日本アカデミー賞最優秀主演男優賞は菅田将暉(新次)だった。文句はないが、ワタシならヤン・イクチュン(建二)にも同賞をあげたい。吃音でうまく話せない建二だが松田聖子の「あなたに逢いたくて」を見事に歌った。「兄貴!スゲェじゃん!!」と新次。ほとんど笑わない建二が恥ずかしそうに笑った。このシーンは泣けた。
それにしても、監督は何故、東京オリンピックが終わった2021年に設定したのだろうか? 映画は、新次と建二の交友・成長を軸にして、高齢化社会、介護問題、消えない3.11の爪痕、原発問題、自殺志願者の増加などの社会問題を描いている。
つまり、監督は「何がオリンピックだ!そんなもんやってる場合か?!バカヤロー!」と言いたかったのだ、と勝手に解釈している(笑)
【映画 No.058】
王家衛4本立て@新文芸坐
オールナイトで映画を4本観た。ウォン・カーウァイ監督作品4本である。今までウォン監督の作品は「ブエノスアイレス」しか観たことがなかった。
ウォン監督は映像作家だと思う。映画の舞台が汚いところだろうが、殺風景なところだろうが、人物だろうが、静物だろうが、その一瞬一瞬を切り取って額に飾ってもいいほど美しくスタイリッシュに描いている。美術館で絵画を鑑賞しているような気分にさせられる。今回、4本まとめて観て、その色彩と構図に魅せられた。
【映画 No.059】
週プレ劇場@週プレ酒場
先日(3/15)、話題の映画「素敵なダイナマイトスキャンダル」オリジナル・サウンドトラック発売記念のイベントに行ってきました。監督の冨永昌敬さん、原作の末井昭さん、爆発したお母さん役の尾野真千子さん、そして、音楽とアラーキー役で出演している菊地成孔さんによるトーク・イベントでした。
菊地さん「出演したことを今でも後悔している」、冨永監督「菊地さんが出たそうにしていたから」、二人の見解は正反対です(笑)
サントラでは尾野さんと末井さんがデュエットしています。「山の音」(作詞/作曲:菊地成孔)という曲です。菊地さんの出演については映画音楽史上前例のない原作者と主演女優がデュエットすることが条件だったそうです。

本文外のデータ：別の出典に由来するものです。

//! Names that look like calls but must never be redirected.

/// Language constructs, reserved words and scope-inspecting builtins.
///
/// Stored lowercase; PHP names compare case-insensitively.
pub(crate) const BLACKLIST: &[&str] = &[
    "__halt_compiler",
    "abstract",
    "and",
    "array",
    "as",
    "break",
    "callable",
    "case",
    "catch",
    "class",
    "clone",
    "compact",
    "const",
    "continue",
    "declare",
    "default",
    "die",
    "do",
    "echo",
    "else",
    "elseif",
    "empty",
    "enddeclare",
    "endfor",
    "endforeach",
    "endif",
    "endswitch",
    "endwhile",
    "eval",
    "exit",
    "extends",
    "extract",
    "final",
    "finally",
    "fn",
    "for",
    "foreach",
    "func_get_arg",
    "func_get_args",
    "func_num_args",
    "function",
    "get_defined_vars",
    "global",
    "goto",
    "if",
    "implements",
    "include",
    "include_once",
    "instanceof",
    "insteadof",
    "interface",
    "isset",
    "list",
    "match",
    "namespace",
    "new",
    "or",
    "parent",
    "print",
    "private",
    "protected",
    "public",
    "readonly",
    "require",
    "require_once",
    "return",
    "self",
    "static",
    "switch",
    "throw",
    "trait",
    "try",
    "unset",
    "use",
    "var",
    "while",
    "xor",
    "yield",
];

/// Builtins whose behavior depends on the calling frame.
pub(crate) const UNSUPPORTED: &[&str] = &[
    "compact",
    "extract",
    "func_get_arg",
    "func_get_args",
    "func_num_args",
    "get_defined_vars",
];
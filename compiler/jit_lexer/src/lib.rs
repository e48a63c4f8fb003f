//! JIT Lexer - PHP tokens and the seekable token stream.
//!
//! This crate provides the lowest layer of the rewriting pipeline:
//! - [`TokenKind`]: token taxonomy mirroring the host lexer (`T_STRING`, ...)
//! - [`Token`]: immutable `(kind, text, line)` triple
//! - [`TokenStream`]: random-access cursor with bracket-matching extraction
//!
//! # Design
//!
//! Tokenization is total. Every input byte lands in exactly one token, so
//! concatenating all token texts reproduces the source byte-for-byte. This
//! is what lets the parser build a tree whose unparse is the identity.
//!
//! Strings, heredocs and comments are single opaque tokens. Brackets that
//! appear inside them are therefore never seen by bracket matching.

mod error;
mod kind;
mod scanner;
mod stream;
mod token;

pub use error::LexError;
pub use kind::{Bracket, TokenKind};
pub use stream::TokenStream;
pub use token::Token;

/// Tokenize a whole file into a token list.
///
/// Convenience for callers that do not need a cursor.
pub fn tokenize(source: &str) -> Vec<Token> {
    scanner::Scanner::new(source, scanner::Mode::Html).collect()
}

尾野さんの歌については「ほぼほぼ無修正」だったそうですが、末井さんの歌については「最先端のコンピューター技術を駆使した大手術」だったそうです。
発売されたばかりのCDに冨永監督、末井さん、菊地さん、そして、オーケストレーションを担当した小田朋美さんのサインをいただきました。